The company cited lackluster U.S. sales of its flagship database software as the reason for the lower-than-expected profits.
“License growth was strong in the first two months of Q3, and our internal sales forecast looked good up until the last few days of the quarter,” said Larry Ellison, Oracle’s chief executive officer. “However, a substantial number of our customers decided to delay their IT spending based on the economic slowdown in the United States. Sales growth for Oracle products in Europe and Asia Pacific remained strong. The problem is the U.S. economy.”
Oracle is now anticipating third quarter profits of 10 cents a share, down from the 12 cents the Street was expecting. The company said current estimates for the quarter show license revenue grew by about 6 percent and total revenue grew by about 9 percent. Applications revenue growth is estimated to have increased by about 50 percent while database revenue growth is estimated to have been flat to slightly negative.

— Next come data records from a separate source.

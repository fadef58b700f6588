use super::queue::UnitQueue;
use super::types::{
    ClaimedUnit, EnqueueOutcome, EnqueueRequest, LeaseRecovery, UnitFailure, UnitStatus,
};
use crate::error::QueueError;
use crate::ids::dedupe_hash_hex;
use async_trait::async_trait;
use chrono::{DateTime, Utc};
use std::collections::HashMap;
use std::time::Duration;
use tokio::sync::Mutex;
use uuid::Uuid;

/// In-process queue with the same claim, dedupe and retry semantics as [`super::PgUnitQueue`].
/// Backs `--inline` runs and tests; state dies with the process.
#[derive(Default)]
pub struct MemoryUnitQueue {
    state: Mutex<MemoryState>,
}

#[derive(Default)]
struct MemoryState {
    units: Vec<MemoryUnit>,
    dedupe: HashMap<String, Uuid>,
}

/// Inspection copy of a stored unit.
#[derive(Debug, Clone)]
pub struct MemoryUnit {
    pub id: Uuid,
    pub kind: String,
    pub payload: serde_json::Value,
    pub status: UnitStatus,
    pub attempts: i32,
    pub max_attempts: i32,
    pub available_at: DateTime<Utc>,
    pub started_at: Option<DateTime<Utc>>,
    pub last_error: Option<UnitFailure>,
    pub result_status: Option<String>,
}

impl MemoryUnitQueue {
    pub fn new() -> Self {
        Self::default()
    }

    pub async fn snapshot(&self) -> Vec<MemoryUnit> {
        self.state.lock().await.units.clone()
    }
}

#[async_trait]
impl UnitQueue for MemoryUnitQueue {
    async fn enqueue(&self, request: EnqueueRequest) -> Result<EnqueueOutcome, QueueError> {
        let mut state = self.state.lock().await;
        let dedupe_hash = request
            .dedupe_key
            .as_deref()
            .map(str::trim)
            .filter(|value| !value.is_empty())
            .map(dedupe_hash_hex);

        if let Some(hash) = dedupe_hash.as_ref() {
            if let Some(existing) = state.dedupe.get(hash) {
                return Ok(EnqueueOutcome {
                    id: *existing,
                    created: false,
                });
            }
        }

        let id = Uuid::new_v4();
        state.units.push(MemoryUnit {
            id,
            kind: request.kind.trim().to_string(),
            payload: request.payload,
            status: UnitStatus::Pending,
            attempts: 0,
            max_attempts: request.max_attempts.max(1),
            available_at: Utc::now(),
            started_at: None,
            last_error: None,
            result_status: None,
        });
        if let Some(hash) = dedupe_hash {
            state.dedupe.insert(hash, id);
        }
        Ok(EnqueueOutcome { id, created: true })
    }

    async fn claim_next(&self) -> Result<Option<ClaimedUnit>, QueueError> {
        let mut state = self.state.lock().await;
        let now = Utc::now();
        // Vec order is creation order, so min_by_key keeps the oldest among equal times.
        let next = state
            .units
            .iter_mut()
            .filter(|unit| unit.status == UnitStatus::Pending && unit.available_at <= now)
            .min_by_key(|unit| unit.available_at);
        let Some(unit) = next else {
            return Ok(None);
        };
        unit.status = UnitStatus::Running;
        unit.attempts += 1;
        unit.started_at = Some(now);
        Ok(Some(ClaimedUnit {
            id: unit.id,
            kind: unit.kind.clone(),
            payload: unit.payload.clone(),
            attempts: unit.attempts,
            max_attempts: unit.max_attempts,
        }))
    }

    async fn mark_completed(
        &self,
        claimed: &ClaimedUnit,
        result_status: &str,
    ) -> Result<bool, QueueError> {
        let mut state = self.state.lock().await;
        let Some(unit) = state.current_claim(claimed) else {
            return Ok(false);
        };
        unit.status = UnitStatus::Completed;
        unit.result_status = Some(result_status.to_string());
        Ok(true)
    }

    async fn mark_failed(
        &self,
        claimed: &ClaimedUnit,
        failure: &UnitFailure,
        retry_at: Option<DateTime<Utc>>,
    ) -> Result<bool, QueueError> {
        let mut state = self.state.lock().await;
        let Some(unit) = state.current_claim(claimed) else {
            return Ok(false);
        };
        unit.last_error = Some(failure.clone());
        match retry_at {
            Some(retry_at) => {
                unit.status = UnitStatus::Pending;
                unit.available_at = retry_at;
                unit.started_at = None;
            }
            None => unit.status = UnitStatus::Failed,
        }
        Ok(true)
    }

    async fn requeue_stale(&self, lease: Duration) -> Result<LeaseRecovery, QueueError> {
        let mut state = self.state.lock().await;
        let Ok(lease_span) = chrono::Duration::from_std(lease) else {
            return Ok(LeaseRecovery::default());
        };
        let now = Utc::now();
        let mut recovery = LeaseRecovery::default();
        for unit in state.units.iter_mut() {
            let expired = unit
                .started_at
                .map(|started| started + lease_span < now)
                .unwrap_or(false);
            if unit.status != UnitStatus::Running || !expired {
                continue;
            }
            unit.started_at = None;
            if unit.attempts >= unit.max_attempts {
                unit.status = UnitStatus::Failed;
                unit.last_error = Some(UnitFailure::lease_expired(lease));
                recovery.failed += 1;
            } else {
                unit.status = UnitStatus::Pending;
                unit.available_at = now;
                recovery.requeued += 1;
            }
        }
        Ok(recovery)
    }
}

impl MemoryState {
    fn current_claim(&mut self, claimed: &ClaimedUnit) -> Option<&mut MemoryUnit> {
        self.units.iter_mut().find(|unit| {
            unit.id == claimed.id
                && unit.status == UnitStatus::Running
                && unit.attempts == claimed.attempts
        })
    }
}
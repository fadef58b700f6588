use crate::error::CatalogError;
use crate::models::{OwnerUser, ProfileKind, SensorSnapshot};
use async_trait::async_trait;
use sqlx::PgPool;

/// Read-only view of the CRUD database.
#[async_trait]
pub trait RelationalCatalog: Send + Sync {
    /// Sensors attached to the task named after `profile`, ordered by id.
    async fn sensors_for_profile(
        &self,
        profile: ProfileKind,
    ) -> Result<Vec<SensorSnapshot>, CatalogError>;

    /// Owner reached through sensor -> workspace -> user; `None` when any hop is missing.
    async fn user_for_sensor(&self, sensor_id: i32) -> Result<Option<OwnerUser>, CatalogError>;
}

#[derive(Debug, Clone)]
pub struct PgCatalog {
    db: PgPool,
}

impl PgCatalog {
    pub fn new(db: PgPool) -> Self {
        Self { db }
    }
}

#[async_trait]
impl RelationalCatalog for PgCatalog {
    async fn sensors_for_profile(
        &self,
        profile: ProfileKind,
    ) -> Result<Vec<SensorSnapshot>, CatalogError> {
        let rows: Vec<SensorSnapshot> = sqlx::query_as(
            r#"
            SELECT DISTINCT
                s.id,
                s.name,
                s.source_id AS source_address,
                s.workspace_id
            FROM sensors s
            JOIN sensor_task st ON st.sensor_id = s.id
            JOIN tasks t ON t.id = st.task_id
            WHERE t.name = $1
            ORDER BY s.id
            "#,
        )
        .bind(profile.as_str())
        .fetch_all(&self.db)
        .await?;
        Ok(rows)
    }

    async fn user_for_sensor(&self, sensor_id: i32) -> Result<Option<OwnerUser>, CatalogError> {
        let row: Option<OwnerUser> = sqlx::query_as(
            r#"
            SELECT u.id, u.username, u.email
            FROM sensors s
            JOIN workspaces w ON w.id = s.workspace_id
            JOIN users u ON u.id = w.user_id
            WHERE s.id = $1
            "#,
        )
        .bind(sensor_id)
        .fetch_optional(&self.db)
        .await?;
        Ok(row)
    }
}
use crate::config::MonitorConfig;
use crate::error::TimeSeriesError;
use crate::models::Reading;
use async_trait::async_trait;
use chrono::{DateTime, NaiveDateTime, Utc};
use serde_json::{json, Value};
use std::cmp::Ordering;
use std::time::Duration;

#[async_trait]
pub trait TimeSeriesReader: Send + Sync {
    /// Readings for `source_address` within the trailing `window`, newest first.
    async fn query(
        &self,
        source_address: &str,
        window: Duration,
    ) -> Result<Vec<Reading>, TimeSeriesError>;
}

/// InfluxDB 3 SQL endpoint (`/api/v3/query_sql`).
#[derive(Clone)]
pub struct InfluxSqlReader {
    base_url: String,
    token: Option<String>,
    database: String,
    measurement: String,
    timeout: Duration,
    http: reqwest::Client,
}

impl InfluxSqlReader {
    pub fn new(config: &MonitorConfig, http: reqwest::Client) -> Self {
        Self {
            base_url: config.influx_url.trim_end_matches('/').to_string(),
            token: config.influx_token.clone(),
            database: config.influx_database.clone(),
            measurement: config.influx_measurement.clone(),
            timeout: config.influx_timeout(),
            http,
        }
    }

    pub fn with_timeout(mut self, timeout: Duration) -> Self {
        self.timeout = timeout;
        self
    }

    fn map_reqwest(&self, err: reqwest::Error) -> TimeSeriesError {
        if err.is_timeout() {
            TimeSeriesError::Timeout(self.timeout)
        } else {
            TimeSeriesError::Transport(err)
        }
    }
}

/// Sensor sources are written as integers by the MQTT bridge; anything else stays a string.
pub(crate) fn address_param(source_address: &str) -> Value {
    match source_address.trim().parse::<i64>() {
        Ok(numeric) => Value::from(numeric),
        Err(_) => Value::from(source_address),
    }
}

#[async_trait]
impl TimeSeriesReader for InfluxSqlReader {
    async fn query(
        &self,
        source_address: &str,
        window: Duration,
    ) -> Result<Vec<Reading>, TimeSeriesError> {
        let sql = build_query(&self.measurement, window)?;
        let url = format!("{}/api/v3/query_sql", self.base_url);
        let body = json!({
            "db": self.database,
            "q": sql,
            "params": { "source_address": address_param(source_address) },
            "format": "json",
        });

        let mut request = self.http.post(&url).timeout(self.timeout).json(&body);
        if let Some(token) = self.token.as_deref() {
            request = request.bearer_auth(token);
        }
        let resp = request.send().await.map_err(|err| self.map_reqwest(err))?;
        if !resp.status().is_success() {
            let status = resp.status().as_u16();
            let body = resp.text().await.unwrap_or_default();
            return Err(TimeSeriesError::Status { status, body });
        }
        let rows: Vec<Value> = resp.json().await.map_err(|err| self.map_reqwest(err))?;
        let readings = shape_rows(source_address, rows)?;
        tracing::debug!(
            source_address,
            window_secs = window.as_secs(),
            count = readings.len(),
            "time-series window fetched"
        );
        Ok(readings)
    }
}

fn is_identifier(value: &str) -> bool {
    let mut chars = value.chars();
    match chars.next() {
        Some(first) if first.is_ascii_alphabetic() || first == '_' => {}
        _ => return false,
    }
    chars.all(|c| c.is_ascii_alphanumeric() || c == '_')
}

pub(crate) fn build_query(measurement: &str, window: Duration) -> Result<String, TimeSeriesError> {
    if !is_identifier(measurement) {
        return Err(TimeSeriesError::InvalidQuery(format!(
            "measurement {measurement:?} is not a plain identifier"
        )));
    }
    let window_secs = window.as_secs().max(1);
    Ok(format!(
        "SELECT time, data_temperature, data_humidity, source_address \
         FROM \"{measurement}\" \
         WHERE source_address = $source_address \
         AND time >= now() - INTERVAL '{window_secs} seconds' \
         AND data_temperature IS NOT NULL \
         ORDER BY time DESC"
    ))
}

fn parse_time(raw: &str) -> Option<DateTime<Utc>> {
    if let Ok(ts) = DateTime::parse_from_rfc3339(raw) {
        return Some(ts.with_timezone(&Utc));
    }
    NaiveDateTime::parse_from_str(raw, "%Y-%m-%dT%H:%M:%S%.f")
        .or_else(|_| NaiveDateTime::parse_from_str(raw, "%Y-%m-%d %H:%M:%S%.f"))
        .ok()
        .map(|naive| naive.and_utc())
}

/// Drops rows without a temperature and orders newest first; equal times fall back to
/// temperature so identical input always yields identical output.
pub(crate) fn shape_rows(
    source_address: &str,
    rows: Vec<Value>,
) -> Result<Vec<Reading>, TimeSeriesError> {
    let mut readings = Vec::with_capacity(rows.len());
    for (index, row) in rows.into_iter().enumerate() {
        let Some(object) = row.as_object() else {
            return Err(TimeSeriesError::MalformedRow {
                index,
                reason: "row is not an object".to_string(),
            });
        };
        let temperature = match object.get("data_temperature") {
            None | Some(Value::Null) => continue,
            Some(value) => value.as_f64().ok_or_else(|| TimeSeriesError::MalformedRow {
                index,
                reason: format!("data_temperature is not numeric: {value}"),
            })?,
        };
        let time = object
            .get("time")
            .and_then(Value::as_str)
            .and_then(parse_time)
            .ok_or_else(|| TimeSeriesError::MalformedRow {
                index,
                reason: "missing or unparseable time".to_string(),
            })?;
        let humidity = object.get("data_humidity").and_then(Value::as_f64);
        let source = match object.get("source_address") {
            Some(Value::String(value)) => value.clone(),
            Some(Value::Number(value)) => value.to_string(),
            _ => source_address.to_string(),
        };
        readings.push(Reading {
            source_address: source,
            time,
            temperature,
            humidity,
        });
    }
    readings.sort_by(|a, b| {
        b.time
            .cmp(&a.time)
            .then_with(|| b.temperature.partial_cmp(&a.temperature).unwrap_or(Ordering::Equal))
    });
    Ok(readings)
}
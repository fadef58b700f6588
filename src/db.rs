use anyhow::{Context, Result};
use sqlx::postgres::PgPoolOptions;
use sqlx::PgPool;
use std::time::Duration;

pub fn connect_lazy(database_url: &str, max_connections: u32) -> Result<PgPool> {
    PgPoolOptions::new()
        .max_connections(max_connections)
        .acquire_timeout(Duration::from_secs(8))
        .connect_lazy(database_url)
        .context("Failed to create lazy database pool")
}

const DISPATCH_SCHEMA: &[&str] = &[
    r#"
    CREATE TABLE IF NOT EXISTS dispatch_units (
        id uuid PRIMARY KEY,
        kind text NOT NULL,
        payload jsonb NOT NULL,
        status text NOT NULL,
        dedupe_key text NULL,
        dedupe_hash text NULL,
        attempts integer NOT NULL DEFAULT 0,
        max_attempts integer NOT NULL,
        available_at timestamptz NOT NULL DEFAULT now(),
        last_error jsonb NULL,
        result_status text NULL,
        created_at timestamptz NOT NULL DEFAULT now(),
        updated_at timestamptz NOT NULL DEFAULT now(),
        started_at timestamptz NULL,
        completed_at timestamptz NULL
    )
    "#,
    r#"
    CREATE UNIQUE INDEX IF NOT EXISTS dispatch_units_dedupe_hash_idx
        ON dispatch_units (dedupe_hash)
    "#,
    r#"
    CREATE INDEX IF NOT EXISTS dispatch_units_claim_idx
        ON dispatch_units (status, available_at)
    "#,
    r#"
    CREATE TABLE IF NOT EXISTS notification_ledger (
        dedupe_key text PRIMARY KEY,
        created_at timestamptz NOT NULL DEFAULT now()
    )
    "#,
];

/// Creates the dispatcher's own tables. The sensor/workspace/user schema belongs to the CRUD
/// service and is never touched here.
pub async fn ensure_dispatch_schema(pool: &PgPool) -> Result<()> {
    for statement in DISPATCH_SCHEMA {
        sqlx::query(statement)
            .execute(pool)
            .await
            .context("failed to apply dispatch schema")?;
    }
    Ok(())
}
use crate::config::MonitorConfig;
use crate::error::BackendError;
use crate::models::ProfileKind;
use async_trait::async_trait;
use serde::Deserialize;
use serde_json::json;
use std::time::Duration;

#[derive(Debug, Clone, Copy, PartialEq, Eq)]
pub enum Assessment {
    Risk,
    Safe,
}

impl Assessment {
    pub fn as_str(&self) -> &'static str {
        match self {
            Assessment::Risk => "risk",
            Assessment::Safe => "safe",
        }
    }
}

/// Backend decision for one sensor window. `message` is the HTML analysis shown to the owner.
#[derive(Debug, Clone, PartialEq, Eq)]
pub struct Verdict {
    pub assessment: Assessment,
    pub message: String,
}

impl Verdict {
    pub fn is_risk(&self) -> bool {
        self.assessment == Assessment::Risk
    }
}

#[async_trait]
pub trait AnalysisBackend: Send + Sync {
    /// One attempt, bounded by the backend's own timeout.
    async fn analyze(&self, profile: ProfileKind, summary: &str) -> Result<Verdict, BackendError>;
}

/// Mistral chat completions.
#[derive(Clone)]
pub struct MistralBackend {
    base_url: String,
    api_key: Option<String>,
    model: String,
    max_tokens: u32,
    timeout: Duration,
    http: reqwest::Client,
}

#[derive(Debug, Deserialize)]
struct ChatCompletion {
    #[serde(default)]
    choices: Vec<ChatChoice>,
}

#[derive(Debug, Deserialize)]
struct ChatChoice {
    message: ChatMessage,
}

#[derive(Debug, Deserialize)]
struct ChatMessage {
    #[serde(default)]
    content: Option<String>,
}

impl MistralBackend {
    pub fn from_config(config: &MonitorConfig, http: reqwest::Client) -> Self {
        Self {
            base_url: config.mistral_url.trim_end_matches('/').to_string(),
            api_key: config.mistral_api_key.clone(),
            model: config.mistral_model.clone(),
            max_tokens: config.backend_max_tokens,
            timeout: config.backend_timeout(),
            http,
        }
    }

    pub fn with_timeout(mut self, timeout: Duration) -> Self {
        self.timeout = timeout;
        self
    }

    fn map_reqwest(&self, err: reqwest::Error) -> BackendError {
        if err.is_timeout() {
            BackendError::Timeout(self.timeout)
        } else if err.is_decode() {
            BackendError::MalformedResponse(err.to_string())
        } else {
            BackendError::Transport(err)
        }
    }
}

#[async_trait]
impl AnalysisBackend for MistralBackend {
    async fn analyze(&self, profile: ProfileKind, summary: &str) -> Result<Verdict, BackendError> {
        let url = format!("{}/v1/chat/completions", self.base_url);
        let body = json!({
            "model": self.model,
            "max_tokens": self.max_tokens,
            "messages": [
                { "role": "system", "content": profile.instruction() },
                { "role": "user", "content": summary },
            ],
        });

        let mut request = self.http.post(&url).timeout(self.timeout).json(&body);
        if let Some(key) = self.api_key.as_deref() {
            request = request.bearer_auth(key);
        }
        let resp = request.send().await.map_err(|err| self.map_reqwest(err))?;
        if !resp.status().is_success() {
            let status = resp.status().as_u16();
            let body = resp.text().await.unwrap_or_default();
            return Err(BackendError::Status { status, body });
        }
        let completion: ChatCompletion = resp.json().await.map_err(|err| self.map_reqwest(err))?;
        let content = completion
            .choices
            .into_iter()
            .next()
            .and_then(|choice| choice.message.content)
            .ok_or_else(|| BackendError::MalformedResponse("no completion choices".to_string()))?;
        parse_verdict(&content)
    }
}

fn strip_markup(line: &str) -> String {
    let mut out = String::with_capacity(line.len());
    let mut in_tag = false;
    for c in line.chars() {
        match c {
            '<' => in_tag = true,
            '>' if in_tag => in_tag = false,
            '*' | '`' | '#' | '_' if !in_tag => {}
            _ if !in_tag => out.push(c),
            _ => {}
        }
    }
    out.trim().to_string()
}

/// The first non-empty line must read `VERDICT: RISK` or `VERDICT: SAFE` (case and light
/// markup tolerated). Anything else is not a verdict.
pub fn parse_verdict(content: &str) -> Result<Verdict, BackendError> {
    let trimmed = content.trim();
    let mut lines = trimmed.splitn(2, '\n');
    let first = lines.next().unwrap_or_default();
    let rest = lines.next().unwrap_or_default().trim();

    let marker = strip_markup(first).to_ascii_uppercase();
    let Some(value) = marker.strip_prefix("VERDICT") else {
        return Err(BackendError::MalformedResponse(format!(
            "reply does not open with a verdict line: {:?}",
            first.chars().take(80).collect::<String>()
        )));
    };
    let value = value.trim_start_matches(&[':', ' ', '-', '='][..]).trim();
    let assessment = match value {
        "RISK" => Assessment::Risk,
        "SAFE" => Assessment::Safe,
        other => {
            return Err(BackendError::MalformedResponse(format!(
                "unknown verdict {other:?}"
            )))
        }
    };
    let message = if rest.is_empty() {
        format!("<p><b>{}</b></p>", assessment.as_str())
    } else {
        rest.to_string()
    };
    Ok(Verdict {
        assessment,
        message,
    })
}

“With continued uncertainty in the economy, we can’t predict when sales growth will improve,” said Jeffrey O. Henley, chief financial officer. “However, we can predict that Oracle will continue to use our e-business suite software to move all our business processes to the Internet. That in turn will allow us to continue to improve efficiency and keep our overall expenses under tight control.
“These productivity improvements should allow us to continue to deliver year-over-year earnings growth, albeit at a lower rate than previously expected due to lower revenue growth.”
Henley said further guidance would be forthcoming during the company’s regularly scheduled conference call on March 15.